> Goal of the exercise: The data below is to be set down exactly.
■ ■ ■ ■
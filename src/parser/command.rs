// Chart command parser and argument validation

use super::ast::{Arg, ArgValue, Command};
use super::lexer::{arg_name, field, field_list, identifier, ws};
use crate::aggregate::AggOp;
use crate::bucket::Bucketing;
use crate::error::{EdaError, Result};
use crate::ir::{BarRequest, ChartRequest, LineRequest};
use nom::{
    branch::alt,
    character::complete::char,
    combinator::map,
    multi::separated_list0,
    IResult,
};

/// Parse one command
/// Format: name(arg: value, arg: [v1, v2], ...)
pub fn parse_command(input: &str) -> IResult<&str, Command> {
    let (input, name) = ws(identifier)(input)?;
    let (input, _) = ws(char('('))(input)?;
    let (input, args) = separated_list0(ws(char(',')), parse_arg)(input)?;
    let (input, _) = ws(char(')'))(input)?;

    Ok((input, Command { name, args }))
}

fn parse_arg(input: &str) -> IResult<&str, Arg> {
    let (input, name) = ws(arg_name)(input)?;
    let (input, _) = ws(char(':'))(input)?;
    let (input, value) = alt((
        map(field_list, ArgValue::List),
        map(ws(field), ArgValue::Single),
    ))(input)?;

    Ok((input, Arg { name, value }))
}

/// Turn a parsed command into a typed chart request
pub fn build_request(command: Command) -> Result<ChartRequest> {
    let kind = command.name.to_ascii_lowercase();
    let mut args = ArgSet::new(command)?;

    let request = match kind.as_str() {
        "bar" => ChartRequest::Bar(BarRequest {
            value: args.single("value")?,
            op: parse_op(&args.single("op")?)?,
            compare_by: args.list("by")?,
        }),
        "line" => ChartRequest::Line(LineRequest {
            values: args.list("values")?,
            x: args.single("x")?,
            op: parse_op(&args.single("op")?)?,
            bucketing: match args.take("group") {
                Some(value) => parse_bucketing(&args.expect_single("group", value)?)?,
                None => Bucketing::None,
            },
        }),
        other => {
            return Err(EdaError::Parse(format!(
                "unknown chart type '{}', expected bar or line",
                other
            )))
        }
    };

    args.finish()?;
    Ok(request)
}

fn parse_op(s: &str) -> Result<AggOp> {
    match s.to_ascii_lowercase().as_str() {
        "count" => Ok(AggOp::Count),
        "sum" => Ok(AggOp::Sum),
        "mean" => Ok(AggOp::Mean),
        _ => Err(EdaError::Parse(format!(
            "unknown operator '{}', expected count, sum or mean",
            s
        ))),
    }
}

fn parse_bucketing(s: &str) -> Result<Bucketing> {
    match s.to_ascii_lowercase().as_str() {
        "none" => Ok(Bucketing::None),
        "year" => Ok(Bucketing::Year),
        "month" => Ok(Bucketing::Month),
        "year_month" | "year-month" => Ok(Bucketing::YearMonth),
        _ => Err(EdaError::Parse(format!(
            "unknown grouping '{}', expected none, year, month or year_month",
            s
        ))),
    }
}

/// Named arguments of one command, consumed as they are read
struct ArgSet {
    command: String,
    args: Vec<Arg>,
}

impl ArgSet {
    fn new(command: Command) -> Result<Self> {
        for (i, arg) in command.args.iter().enumerate() {
            if command.args[..i].iter().any(|a| a.name == arg.name) {
                return Err(EdaError::Parse(format!(
                    "argument '{}' given more than once in {}()",
                    arg.name, command.name
                )));
            }
        }
        Ok(Self {
            command: command.name,
            args: command.args,
        })
    }

    fn take(&mut self, name: &str) -> Option<ArgValue> {
        let pos = self.args.iter().position(|a| a.name == name)?;
        Some(self.args.remove(pos).value)
    }

    fn required(&mut self, name: &str) -> Result<ArgValue> {
        self.take(name).ok_or_else(|| {
            EdaError::Parse(format!(
                "{}() is missing required argument '{}'",
                self.command, name
            ))
        })
    }

    fn single(&mut self, name: &str) -> Result<String> {
        let value = self.required(name)?;
        self.expect_single(name, value)
    }

    fn expect_single(&self, name: &str, value: ArgValue) -> Result<String> {
        match value {
            ArgValue::Single(s) => Ok(s),
            ArgValue::List(_) => Err(EdaError::Parse(format!(
                "argument '{}' of {}() takes a single value",
                name, self.command
            ))),
        }
    }

    fn list(&mut self, name: &str) -> Result<Vec<String>> {
        Ok(self.required(name)?.into_list())
    }

    /// Anything left over was not recognised
    fn finish(self) -> Result<()> {
        match self.args.first() {
            Some(arg) => Err(EdaError::Parse(format!(
                "unknown argument '{}' for {}()",
                arg.name, self.command
            ))),
            None => Ok(()),
        }
    }
}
■ ■ ■ ■
> Response area:
filename src/parser/command.rs
// Chart command parser and argument validation

use super::ast::{Arg, ArgValue, Command};
use super::lexer::{arg_name, field, field_list, identifier, ws};
use crate::aggregate::AggOp;
use crate::bucket::Bucketing;
use crate::error::{EdaError, Result};
use crate::ir::{BarRequest, ChartRequest, LineRequest};
use nom::{
    branch::alt,
    character::complete::char,
    combinator::map,
    multi::separated_list0,
    IResult,
};

/// Parse one command
/// Format: name(arg: value, arg: [v1, v2], ...)
pub fn parse_command(input: &str) -> IResult<&str, Command> {
    let (input, name) = ws(identifier)(input)?;
    let (input, _) = ws(char('('))(input)?;
    let (input, args) = separated_list0(ws(char(',')), parse_arg)(input)?;
    let (input, _) = ws(char(')'))(input)?;

    Ok((input, Command { name, args }))
}

fn parse_arg(input: &str) -> IResult<&str, Arg> {
    let (input, name) = ws(arg_name)(input)?;
    let (input, _) = ws(char(':'))(input)?;
    let (input, value) = alt((
        map(field_list, ArgValue::List),
        map(ws(field), ArgValue::Single),
    ))(input)?;

    Ok((input, Arg { name, value }))
}

/// Turn a parsed command into a typed chart request
pub fn build_request(command: Command) -> Result<ChartRequest> {
    let kind = command.name.to_ascii_lowercase();
    let mut args = ArgSet::new(command)?;

    let request = match kind.as_str() {
        "bar" => ChartRequest::Bar(BarRequest {
            value: args.single("value")?,
            op: parse_op(&args.single("op")?)?,
            compare_by: args.list("by")?,
        }),
        "line" => ChartRequest::Line(LineRequest {
            values: args.list("values")?,
            x: args.single("x")?,
            op: parse_op(&args.single("op")?)?,
            bucketing: match args.take("group") {
                Some(value) => parse_bucketing(&args.expect_single("group", value)?)?,
                None => Bucketing::None,
            },
        }),
        other => {
            return Err(EdaError::Parse(format!(
                "unknown chart type '{}', expected bar or line",
                other
            )))
        }
    };

    args.finish()?;
    Ok(request)
}

fn parse_op(s: &str) -> Result<AggOp> {
    match s.to_ascii_lowercase().as_str() {
        "count" => Ok(AggOp::Count),
        "sum" => Ok(AggOp::Sum),
        "mean" => Ok(AggOp::Mean),
        _ => Err(EdaError::Parse(format!(
            "unknown operator '{}', expected count, sum or mean",
            s
        ))),
    }
}

fn parse_bucketing(s: &str) -> Result<Bucketing> {
    match s.to_ascii_lowercase().as_str() {
        "none" => Ok(Bucketing::None),
        "year" => Ok(Bucketing::Year),
        "month" => Ok(Bucketing::Month),
        "year_month" | "year-month" => Ok(Bucketing::YearMonth),
        _ => Err(EdaError::Parse(format!(
            "unknown grouping '{}', expected none, year, month or year_month",
            s
        ))),
    }
}

/// Named arguments of one command, consumed as they are read
struct ArgSet {
    command: String,
    args: Vec<Arg>,
}

impl ArgSet {
    fn new(command: Command) -> Result<Self> {
        for (i, arg) in command.args.iter().enumerate() {
            if command.args[..i].iter().any(|a| a.name == arg.name) {
                return Err(EdaError::Parse(format!(
                    "argument '{}' given more than once in {}()",
                    arg.name, command.name
                )));
            }
        }
        Ok(Self {
            command: command.name,
            args: command.args,
        })
    }

    fn take(&mut self, name: &str) -> Option<ArgValue> {
        let pos = self.args.iter().position(|a| a.name == name)?;
        Some(self.args.remove(pos).value)
    }

    fn required(&mut self, name: &str) -> Result<ArgValue> {
        self.take(name).ok_or_else(|| {
            EdaError::Parse(format!(
                "{}() is missing required argument '{}'",
                self.command, name
            ))
        })
    }

    fn single(&mut self, name: &str) -> Result<String> {
        let value = self.required(name)?;
        self.expect_single(name, value)
    }

    fn expect_single(&self, name: &str, value: ArgValue) -> Result<String> {
        match value {
            ArgValue::Single(s) => Ok(s),
            ArgValue::List(_) => Err(EdaError::Parse(format!(
                "argument '{}' of {}() takes a single value",
                name, self.command
            ))),
        }
    }

    fn list(&mut self, name: &str) -> Result<Vec<String>> {
        Ok(self.required(name)?.into_list())
    }

    /// Anything left over was not recognised
    fn finish(self) -> Result<()> {
        match self.args.first() {
            Some(arg) => Err(EdaError::Parse(format!(
                "unknown argument '{}' for {}()",
                arg.name, self.command
            ))),
            None => Ok(()),
        }
    }
}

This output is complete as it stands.